Stored data entries:
((

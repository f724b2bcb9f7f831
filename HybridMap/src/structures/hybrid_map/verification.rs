//! Exercises every read operation over sizes below, at and above the
//! threshold, with keys `0..n` mapped to themselves.

use std::collections::HashSet;

use super::{HybridMap, Mode, THRESHOLD};
use crate::error::HybridMapError;

fn build(n: i32) -> HybridMap<i32, i32> {
    let pairs: Vec<(i32, i32)> = (0..n).map(|i| (i, i)).collect();
    HybridMap::try_from(pairs).unwrap()
}

fn verify(map: &HybridMap<i32, i32>, n: i32) {
    verify_count(map, n);
    verify_mode(map, n);
    verify_keys(map, n);
    verify_values(map, n);
    verify_get(map, n);
    verify_contains(map, n);
    verify_try_get(map, n);
    verify_iter(map, n);
}

fn verify_count(map: &HybridMap<i32, i32>, n: i32) {
    assert_eq!(map.len(), n as usize);
    assert_eq!(map.is_empty(), n == 0);
}

fn verify_mode(map: &HybridMap<i32, i32>, n: i32) {
    let expected = if n as usize <= THRESHOLD { Mode::Array } else { Mode::Hashed };
    assert_eq!(map.mode(), expected, "mode for {n} entries");
}

fn verify_keys(map: &HybridMap<i32, i32>, n: i32) {
    let first: Vec<i32> = map.keys().copied().collect();
    let second: Vec<i32> = map.keys().copied().collect();
    assert_eq!(first, second, "keys must be restartable");
    verify_sequence(map, n, first);
}

fn verify_values(map: &HybridMap<i32, i32>, n: i32) {
    let values: Vec<i32> = map.values().copied().collect();
    verify_sequence(map, n, values);
}

fn verify_get(map: &HybridMap<i32, i32>, n: i32) {
    for i in 0..n {
        assert_eq!(map.get(&i), Ok(&i));
        assert_eq!(map[&i], i);
    }
    assert_eq!(map.get(&-1), Err(HybridMapError::KeyNotFound(-1)));
}

fn verify_contains(map: &HybridMap<i32, i32>, n: i32) {
    for i in 0..n {
        assert!(map.contains_key(&i));
    }
    assert!(!map.contains_key(&-1));
}

fn verify_try_get(map: &HybridMap<i32, i32>, n: i32) {
    for i in 0..n {
        assert_eq!(map.try_get(&i), Some(&i));
    }
    assert_eq!(map.try_get(&-1), None);
    assert_eq!(map.try_get(&-1).copied().unwrap_or_default(), 0);
}

fn verify_iter(map: &HybridMap<i32, i32>, n: i32) {
    let pairs: Vec<(&i32, &i32)> = map.iter().collect();
    let zipped: Vec<(&i32, &i32)> = map.keys().zip(map.values()).collect();
    assert_eq!(pairs, zipped);

    let keys: Vec<i32> = pairs.iter().map(|(k, _)| **k).collect();
    let values: Vec<i32> = pairs.iter().map(|(_, v)| **v).collect();
    verify_sequence(map, n, keys);
    verify_sequence(map, n, values);

    let through_ref: Vec<(&i32, &i32)> = map.into_iter().collect();
    assert_eq!(through_ref, pairs);
}

/// Array mode must reproduce `0..n` exactly; hashed mode must hold the same
/// set in any order.
fn verify_sequence(map: &HybridMap<i32, i32>, n: i32, items: Vec<i32>) {
    assert_eq!(items.len(), n as usize);
    match map.mode() {
        Mode::Array => assert_eq!(items, (0..n).collect::<Vec<_>>()),
        Mode::Hashed => {
            let unique: HashSet<i32> = items.into_iter().collect();
            assert_eq!(unique, (0..n).collect::<HashSet<_>>());
        }
    }
}

#[test]
fn empty() {
    let map = build(0);
    verify(&map, 0);
    assert!(!map.contains_key(&0));
    assert_eq!(map.iter().count(), 0);
}

#[test]
fn small() {
    let map = build(3);
    verify(&map, 3);
    assert_eq!(map.get(&1), Ok(&1));
    assert_eq!(map.get(&5), Err(HybridMapError::KeyNotFound(5)));
}

#[test]
fn at_threshold() {
    let map = build(6);
    assert_eq!(map.mode(), Mode::Array);
    verify(&map, 6);
}

#[test]
fn one_past_threshold() {
    let map = build(7);
    assert_eq!(map.mode(), Mode::Hashed);
    verify(&map, 7);
}

#[test]
fn large() {
    let map = build(16);
    verify(&map, 16);

    let keys: HashSet<i32> = map.keys().copied().collect();
    let values: HashSet<i32> = map.values().copied().collect();
    let pairs: HashSet<(i32, i32)> = map.iter().map(|(k, v)| (*k, *v)).collect();
    assert_eq!(keys.len(), 16);
    assert_eq!(values.len(), 16);
    assert_eq!(pairs, (0..16).map(|i| (i, i)).collect());
}

#[test]
fn every_size_up_to_forty() {
    for n in 0..40 {
        verify(&build(n), n);
    }
}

))

Task statement: Please return a copy of each line in the entries that has the string "build".

Response area:
fn build(n: i32) -> HybridMap<i32, i32> {
    let map = build(0);
    let map = build(3);
    let map = build(6);
    let map = build(7);
    let map = build(16);
        verify(&build(n), n);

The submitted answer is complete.